## What the task asks
Return the lines below that carry the word "frac".

## Data extracted from a collection
--------

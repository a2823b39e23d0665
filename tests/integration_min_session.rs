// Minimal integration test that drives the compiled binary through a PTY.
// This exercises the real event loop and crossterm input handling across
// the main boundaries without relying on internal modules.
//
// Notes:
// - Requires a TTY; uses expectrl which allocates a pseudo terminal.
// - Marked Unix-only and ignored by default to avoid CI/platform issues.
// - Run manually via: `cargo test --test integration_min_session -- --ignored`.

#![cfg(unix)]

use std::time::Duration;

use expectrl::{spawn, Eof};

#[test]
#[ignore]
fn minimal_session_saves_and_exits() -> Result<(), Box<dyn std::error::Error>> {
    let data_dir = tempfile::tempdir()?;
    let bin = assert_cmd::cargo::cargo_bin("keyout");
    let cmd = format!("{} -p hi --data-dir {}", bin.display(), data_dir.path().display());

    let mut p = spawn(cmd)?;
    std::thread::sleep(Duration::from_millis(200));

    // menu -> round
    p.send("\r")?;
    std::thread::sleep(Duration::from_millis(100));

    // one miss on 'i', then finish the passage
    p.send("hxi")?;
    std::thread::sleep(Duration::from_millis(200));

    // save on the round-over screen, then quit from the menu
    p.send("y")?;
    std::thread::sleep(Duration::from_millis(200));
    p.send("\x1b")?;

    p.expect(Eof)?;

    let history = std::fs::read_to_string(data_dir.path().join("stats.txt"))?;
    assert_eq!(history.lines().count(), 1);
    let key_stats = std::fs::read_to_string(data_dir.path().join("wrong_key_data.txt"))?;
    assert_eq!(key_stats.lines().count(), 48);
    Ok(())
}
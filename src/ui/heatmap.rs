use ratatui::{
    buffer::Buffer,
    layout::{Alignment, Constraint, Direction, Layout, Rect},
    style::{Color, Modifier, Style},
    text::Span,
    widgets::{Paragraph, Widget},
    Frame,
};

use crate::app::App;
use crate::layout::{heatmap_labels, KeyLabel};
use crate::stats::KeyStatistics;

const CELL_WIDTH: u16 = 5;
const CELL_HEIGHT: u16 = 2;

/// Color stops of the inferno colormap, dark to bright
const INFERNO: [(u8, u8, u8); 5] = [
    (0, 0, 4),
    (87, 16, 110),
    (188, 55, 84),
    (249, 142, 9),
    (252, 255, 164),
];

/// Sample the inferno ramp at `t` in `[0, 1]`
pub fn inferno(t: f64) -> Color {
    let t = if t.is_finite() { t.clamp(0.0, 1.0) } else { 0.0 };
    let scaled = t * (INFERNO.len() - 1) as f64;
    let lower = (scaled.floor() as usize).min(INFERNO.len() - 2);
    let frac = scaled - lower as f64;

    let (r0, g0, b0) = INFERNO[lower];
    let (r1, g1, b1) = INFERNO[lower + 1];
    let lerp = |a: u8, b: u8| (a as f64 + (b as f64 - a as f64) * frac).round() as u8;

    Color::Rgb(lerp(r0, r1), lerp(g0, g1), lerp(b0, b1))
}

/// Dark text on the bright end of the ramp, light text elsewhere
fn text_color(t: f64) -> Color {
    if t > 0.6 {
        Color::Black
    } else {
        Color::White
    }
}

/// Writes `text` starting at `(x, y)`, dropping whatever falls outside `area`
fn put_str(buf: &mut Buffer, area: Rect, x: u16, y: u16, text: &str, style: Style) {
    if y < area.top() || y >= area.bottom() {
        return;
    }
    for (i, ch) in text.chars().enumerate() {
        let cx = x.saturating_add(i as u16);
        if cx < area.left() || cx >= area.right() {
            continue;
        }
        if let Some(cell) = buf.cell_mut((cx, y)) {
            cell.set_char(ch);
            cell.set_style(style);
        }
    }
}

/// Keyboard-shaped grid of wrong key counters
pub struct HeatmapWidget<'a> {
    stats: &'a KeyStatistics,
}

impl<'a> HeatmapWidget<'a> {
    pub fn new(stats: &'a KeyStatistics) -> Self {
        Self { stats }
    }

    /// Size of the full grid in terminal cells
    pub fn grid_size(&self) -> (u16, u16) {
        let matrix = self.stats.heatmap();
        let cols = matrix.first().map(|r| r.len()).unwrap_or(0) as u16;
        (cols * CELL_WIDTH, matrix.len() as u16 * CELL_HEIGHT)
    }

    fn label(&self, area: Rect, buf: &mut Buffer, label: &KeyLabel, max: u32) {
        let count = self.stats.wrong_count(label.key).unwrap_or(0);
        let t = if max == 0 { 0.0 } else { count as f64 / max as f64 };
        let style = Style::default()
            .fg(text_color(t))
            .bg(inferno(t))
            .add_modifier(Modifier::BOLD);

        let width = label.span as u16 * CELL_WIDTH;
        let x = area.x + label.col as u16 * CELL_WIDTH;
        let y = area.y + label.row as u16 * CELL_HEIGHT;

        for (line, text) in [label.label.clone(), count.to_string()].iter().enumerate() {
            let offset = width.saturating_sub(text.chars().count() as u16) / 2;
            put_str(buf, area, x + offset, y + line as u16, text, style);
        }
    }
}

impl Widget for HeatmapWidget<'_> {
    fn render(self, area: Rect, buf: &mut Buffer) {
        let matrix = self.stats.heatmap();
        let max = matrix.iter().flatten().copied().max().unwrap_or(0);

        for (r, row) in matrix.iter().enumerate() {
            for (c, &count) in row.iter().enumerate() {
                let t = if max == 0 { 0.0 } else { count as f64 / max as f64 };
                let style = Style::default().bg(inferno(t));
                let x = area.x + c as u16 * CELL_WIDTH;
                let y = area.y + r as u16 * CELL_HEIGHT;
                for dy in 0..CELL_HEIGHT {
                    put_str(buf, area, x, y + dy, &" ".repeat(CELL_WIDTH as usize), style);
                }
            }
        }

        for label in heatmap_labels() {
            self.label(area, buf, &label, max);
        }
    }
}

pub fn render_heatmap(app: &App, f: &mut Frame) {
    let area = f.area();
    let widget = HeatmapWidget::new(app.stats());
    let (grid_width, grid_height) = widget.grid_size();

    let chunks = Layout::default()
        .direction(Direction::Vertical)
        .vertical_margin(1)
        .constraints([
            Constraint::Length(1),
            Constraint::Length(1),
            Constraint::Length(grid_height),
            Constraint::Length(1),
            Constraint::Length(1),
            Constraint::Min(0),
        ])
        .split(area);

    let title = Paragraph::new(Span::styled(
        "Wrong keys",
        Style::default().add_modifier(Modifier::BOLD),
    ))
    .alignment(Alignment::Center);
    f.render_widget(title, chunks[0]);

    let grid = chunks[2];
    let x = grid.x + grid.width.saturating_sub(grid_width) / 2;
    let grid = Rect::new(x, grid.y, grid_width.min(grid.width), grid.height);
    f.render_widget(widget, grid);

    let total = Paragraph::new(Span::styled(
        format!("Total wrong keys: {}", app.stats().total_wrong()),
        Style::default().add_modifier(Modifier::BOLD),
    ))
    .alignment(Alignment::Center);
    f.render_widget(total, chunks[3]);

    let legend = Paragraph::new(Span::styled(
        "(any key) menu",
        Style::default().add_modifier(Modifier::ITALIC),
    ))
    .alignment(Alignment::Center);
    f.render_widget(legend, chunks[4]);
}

--------

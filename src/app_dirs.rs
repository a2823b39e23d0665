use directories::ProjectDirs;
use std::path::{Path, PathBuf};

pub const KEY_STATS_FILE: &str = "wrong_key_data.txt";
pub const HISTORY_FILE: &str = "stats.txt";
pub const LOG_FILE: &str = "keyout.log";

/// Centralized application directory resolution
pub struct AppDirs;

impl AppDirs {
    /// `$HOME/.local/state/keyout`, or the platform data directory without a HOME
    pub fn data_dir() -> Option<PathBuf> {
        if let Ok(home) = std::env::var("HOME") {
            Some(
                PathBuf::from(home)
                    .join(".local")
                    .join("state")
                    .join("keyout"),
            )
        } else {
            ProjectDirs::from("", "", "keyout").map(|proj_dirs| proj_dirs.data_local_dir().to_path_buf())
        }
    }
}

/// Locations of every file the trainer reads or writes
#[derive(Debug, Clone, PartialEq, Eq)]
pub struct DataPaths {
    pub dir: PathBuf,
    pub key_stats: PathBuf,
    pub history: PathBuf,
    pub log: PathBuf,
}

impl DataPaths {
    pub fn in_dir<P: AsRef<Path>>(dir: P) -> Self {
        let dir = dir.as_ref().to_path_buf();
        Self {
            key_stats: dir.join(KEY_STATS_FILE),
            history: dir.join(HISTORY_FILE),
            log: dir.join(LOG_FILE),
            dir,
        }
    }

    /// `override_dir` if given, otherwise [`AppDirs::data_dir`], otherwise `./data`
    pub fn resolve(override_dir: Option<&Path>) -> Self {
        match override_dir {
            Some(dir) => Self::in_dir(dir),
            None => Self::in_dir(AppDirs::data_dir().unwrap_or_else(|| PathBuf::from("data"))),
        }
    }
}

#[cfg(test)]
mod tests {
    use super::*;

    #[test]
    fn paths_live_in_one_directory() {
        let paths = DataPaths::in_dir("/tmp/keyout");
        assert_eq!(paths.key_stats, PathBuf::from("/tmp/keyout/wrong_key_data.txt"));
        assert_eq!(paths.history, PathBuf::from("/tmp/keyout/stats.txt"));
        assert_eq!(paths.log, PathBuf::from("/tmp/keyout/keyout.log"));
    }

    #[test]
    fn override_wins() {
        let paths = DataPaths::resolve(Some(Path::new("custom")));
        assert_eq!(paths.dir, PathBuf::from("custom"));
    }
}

--------

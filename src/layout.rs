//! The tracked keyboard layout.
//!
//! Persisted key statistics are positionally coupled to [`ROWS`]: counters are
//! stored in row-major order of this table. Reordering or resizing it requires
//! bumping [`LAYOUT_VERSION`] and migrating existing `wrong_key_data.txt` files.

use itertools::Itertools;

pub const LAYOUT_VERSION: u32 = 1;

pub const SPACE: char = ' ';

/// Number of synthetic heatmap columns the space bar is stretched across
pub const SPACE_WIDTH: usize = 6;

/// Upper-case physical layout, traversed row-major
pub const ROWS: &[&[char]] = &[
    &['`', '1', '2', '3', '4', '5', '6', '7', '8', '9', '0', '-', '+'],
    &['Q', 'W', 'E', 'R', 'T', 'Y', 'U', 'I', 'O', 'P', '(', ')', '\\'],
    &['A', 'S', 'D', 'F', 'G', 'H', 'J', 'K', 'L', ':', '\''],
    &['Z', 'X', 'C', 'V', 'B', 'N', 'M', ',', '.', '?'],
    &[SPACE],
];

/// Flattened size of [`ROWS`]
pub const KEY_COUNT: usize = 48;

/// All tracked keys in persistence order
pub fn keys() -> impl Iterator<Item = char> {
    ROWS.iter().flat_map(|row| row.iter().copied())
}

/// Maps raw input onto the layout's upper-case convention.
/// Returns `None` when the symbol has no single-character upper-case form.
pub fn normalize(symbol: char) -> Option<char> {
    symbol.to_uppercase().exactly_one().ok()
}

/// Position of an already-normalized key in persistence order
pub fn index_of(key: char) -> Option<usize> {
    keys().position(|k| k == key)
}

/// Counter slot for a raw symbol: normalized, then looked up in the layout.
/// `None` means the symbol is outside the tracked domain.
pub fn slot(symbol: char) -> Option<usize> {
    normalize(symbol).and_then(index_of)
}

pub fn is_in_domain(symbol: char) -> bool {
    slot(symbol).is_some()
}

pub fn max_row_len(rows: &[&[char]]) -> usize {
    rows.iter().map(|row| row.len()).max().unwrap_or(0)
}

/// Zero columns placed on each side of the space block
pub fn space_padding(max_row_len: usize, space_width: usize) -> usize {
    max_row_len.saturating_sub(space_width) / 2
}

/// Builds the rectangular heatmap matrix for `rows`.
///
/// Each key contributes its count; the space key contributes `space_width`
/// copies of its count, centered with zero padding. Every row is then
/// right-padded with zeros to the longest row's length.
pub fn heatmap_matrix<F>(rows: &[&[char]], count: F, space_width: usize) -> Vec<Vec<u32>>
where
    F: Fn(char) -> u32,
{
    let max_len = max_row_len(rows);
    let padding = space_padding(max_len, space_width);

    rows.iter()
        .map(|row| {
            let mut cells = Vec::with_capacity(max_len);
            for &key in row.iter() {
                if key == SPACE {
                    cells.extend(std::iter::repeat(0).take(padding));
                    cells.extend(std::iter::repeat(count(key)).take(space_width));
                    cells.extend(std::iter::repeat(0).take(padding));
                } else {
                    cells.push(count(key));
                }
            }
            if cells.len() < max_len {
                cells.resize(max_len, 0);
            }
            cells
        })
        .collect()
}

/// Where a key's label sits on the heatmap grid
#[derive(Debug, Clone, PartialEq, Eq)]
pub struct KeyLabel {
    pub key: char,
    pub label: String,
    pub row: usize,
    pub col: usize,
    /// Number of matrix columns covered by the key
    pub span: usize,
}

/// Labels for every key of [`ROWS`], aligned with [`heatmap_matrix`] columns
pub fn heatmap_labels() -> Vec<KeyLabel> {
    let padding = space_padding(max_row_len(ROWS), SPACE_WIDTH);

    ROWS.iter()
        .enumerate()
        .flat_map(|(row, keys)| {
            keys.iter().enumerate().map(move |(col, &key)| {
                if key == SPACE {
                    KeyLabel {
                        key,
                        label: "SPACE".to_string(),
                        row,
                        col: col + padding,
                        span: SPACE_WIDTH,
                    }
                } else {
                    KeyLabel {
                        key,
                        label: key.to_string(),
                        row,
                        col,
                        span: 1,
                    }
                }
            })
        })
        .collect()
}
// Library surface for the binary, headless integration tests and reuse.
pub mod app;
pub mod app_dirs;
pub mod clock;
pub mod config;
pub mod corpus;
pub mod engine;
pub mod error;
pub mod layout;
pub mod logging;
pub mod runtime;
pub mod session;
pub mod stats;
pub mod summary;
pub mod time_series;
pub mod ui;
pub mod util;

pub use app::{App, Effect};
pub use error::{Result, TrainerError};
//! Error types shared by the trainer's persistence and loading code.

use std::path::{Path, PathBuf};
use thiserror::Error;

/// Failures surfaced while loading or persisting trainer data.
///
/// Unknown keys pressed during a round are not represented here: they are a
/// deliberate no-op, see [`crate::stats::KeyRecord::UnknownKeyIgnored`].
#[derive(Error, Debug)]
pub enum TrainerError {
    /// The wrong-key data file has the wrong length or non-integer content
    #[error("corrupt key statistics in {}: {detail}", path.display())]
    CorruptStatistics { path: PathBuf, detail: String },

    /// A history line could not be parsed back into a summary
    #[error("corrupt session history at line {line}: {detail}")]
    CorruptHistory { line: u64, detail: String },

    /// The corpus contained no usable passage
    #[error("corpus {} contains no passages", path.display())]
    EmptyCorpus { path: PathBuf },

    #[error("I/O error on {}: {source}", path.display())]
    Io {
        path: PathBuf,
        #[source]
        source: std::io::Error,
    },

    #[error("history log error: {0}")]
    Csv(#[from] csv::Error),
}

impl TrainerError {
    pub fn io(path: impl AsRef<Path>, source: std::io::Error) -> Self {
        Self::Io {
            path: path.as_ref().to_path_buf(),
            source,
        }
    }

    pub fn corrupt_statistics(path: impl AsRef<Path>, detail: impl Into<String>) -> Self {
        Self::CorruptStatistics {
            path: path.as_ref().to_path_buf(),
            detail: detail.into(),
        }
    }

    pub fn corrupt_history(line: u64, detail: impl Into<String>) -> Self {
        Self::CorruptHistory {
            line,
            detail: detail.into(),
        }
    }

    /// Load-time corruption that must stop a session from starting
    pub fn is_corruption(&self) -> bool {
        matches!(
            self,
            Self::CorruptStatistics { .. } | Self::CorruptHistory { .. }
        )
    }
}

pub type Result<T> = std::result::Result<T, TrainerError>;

--------

## Expected answer
    let frac = scaled - lower as f64;
    let lerp = |a: u8, b: u8| (a as f64 + (b as f64 - a as f64) * frac).round() as u8;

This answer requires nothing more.